_Data for this task_.
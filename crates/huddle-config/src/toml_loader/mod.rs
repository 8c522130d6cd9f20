//! TOML config file loading and creation.

mod loader;
mod paths;
mod template;


pub use loader::{load_default, load_from_path, load_or_create};
pub use paths::{create_default_config, default_config_path, CONFIG_ENV};
//! Reading `config.toml`: an explicit file, or the default one created on
//! first run.

use std::io::ErrorKind;
use std::path::Path;

use huddle_common::ConfigError;
use tracing::{debug, info, warn};

use crate::schema::HuddleConfig;
use crate::validation;

use super::paths::{create_default_config, default_config_path};

/// Parse the config at `path`, filling absent fields from defaults.
///
/// Validation problems are only logged; `load_config_from` enforces them.
pub fn load_from_path(path: &Path) -> Result<HuddleConfig, ConfigError> {
    let content = match std::fs::read_to_string(path) {
        Ok(content) => content,
        Err(e) if e.kind() == ErrorKind::NotFound => {
            return Err(ConfigError::FileNotFound(path.to_path_buf()))
        }
        Err(e) => {
            return Err(ConfigError::ParseError(format!(
                "failed to read {}: {e}",
                path.display()
            )))
        }
    };

    let config = parse(&content)?;
    if let Err(e) = validation::validate(&config) {
        warn!(path = %path.display(), error = %e, "config does not validate");
    }
    info!(path = %path.display(), "loaded config");
    Ok(config)
}

/// Load the config at `path`, writing the commented template there first
/// if no file exists yet. The returned config is always what is on disk.
pub fn load_or_create(path: &Path) -> Result<HuddleConfig, ConfigError> {
    match load_from_path(path) {
        Err(ConfigError::FileNotFound(_)) => {
            debug!(path = %path.display(), "no config yet");
            create_default_config(path)?;
            load_from_path(path)
        }
        other => other,
    }
}

/// Load from the resolved default location (see [`default_config_path`]).
pub fn load_default() -> Result<HuddleConfig, ConfigError> {
    load_or_create(&default_config_path()?)
}

fn parse(content: &str) -> Result<HuddleConfig, ConfigError> {
    toml::from_str(content).map_err(|e| ConfigError::ParseError(format!("invalid TOML: {e}")))
}
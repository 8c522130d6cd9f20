use serde::{Deserialize, Serialize};
use std::fmt;

pub fn new_id() -> String {
    uuid::Uuid::new_v4().to_string()
}

pub fn new_correlation_id() -> String {
    let uuid = uuid::Uuid::new_v4();
    let bytes = uuid.as_bytes();
    format!(
        "{:02x}{:02x}{:02x}{:02x}",
        bytes[0], bytes[1], bytes[2], bytes[3]
    )
}

/// Per-tab session identifier. Distinguishes several joins made under the
/// same display name.
#[derive(Debug, Clone, PartialEq, Eq, Hash, PartialOrd, Ord, Serialize, Deserialize)]
#[serde(transparent)]
pub struct SessionId(String);

impl SessionId {
    pub fn new() -> Self {
        Self(new_id())
    }

    pub fn as_str(&self) -> &str {
        &self.0
    }
}

impl Default for SessionId {
    fn default() -> Self {
        Self::new()
    }
}

impl From<&str> for SessionId {
    fn from(s: &str) -> Self {
        Self(s.to_string())
    }
}

impl From<String> for SessionId {
    fn from(s: String) -> Self {
        Self(s)
    }
}

impl fmt::Display for SessionId {
    fn fmt(&self, f: &mut fmt::Formatter<'_>) -> fmt::Result {
        write!(f, "{}", self.0)
    }
}

/// Document id of a room.
#[derive(Debug, Clone, Default, PartialEq, Eq, Hash, PartialOrd, Ord, Serialize, Deserialize)]
#[serde(transparent)]
pub struct RoomId(String);

impl RoomId {
    pub fn as_str(&self) -> &str {
        &self.0
    }
}

impl From<&str> for RoomId {
    fn from(s: &str) -> Self {
        Self(s.to_string())
    }
}

impl From<String> for RoomId {
    fn from(s: String) -> Self {
        Self(s)
    }
}

impl fmt::Display for RoomId {
    fn fmt(&self, f: &mut fmt::Formatter<'_>) -> fmt::Result {
        write!(f, "{}", self.0)
    }
}
//! Error types for presence tracking.

use huddle_common::StoreError;

// ---------------------------------------------------------------------------
// Errors
// ---------------------------------------------------------------------------

/// A join that could not be completed. Never fatal: the manager is back in
/// `Idle` and the caller may retry.
#[derive(Debug, thiserror::Error)]
pub enum PresenceError {
    #[error("presence store error: {0}")]
    Store(#[from] StoreError),
}

impl PresenceError {
    /// Whether retrying the join later may succeed.
    pub fn is_transient(&self) -> bool {
        match self {
            Self::Store(e) => e.is_transient(),
        }
    }
}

_Exercise directions_.
Scan the material for "PartialEq" and copy the lines that hold it.

_Answer for the task_.
#[derive(Debug, Clone, PartialEq, Eq, Hash, PartialOrd, Ord, Serialize, Deserialize)]
#[derive(Debug, Clone, Default, PartialEq, Eq, Hash, PartialOrd, Ord, Serialize, Deserialize)]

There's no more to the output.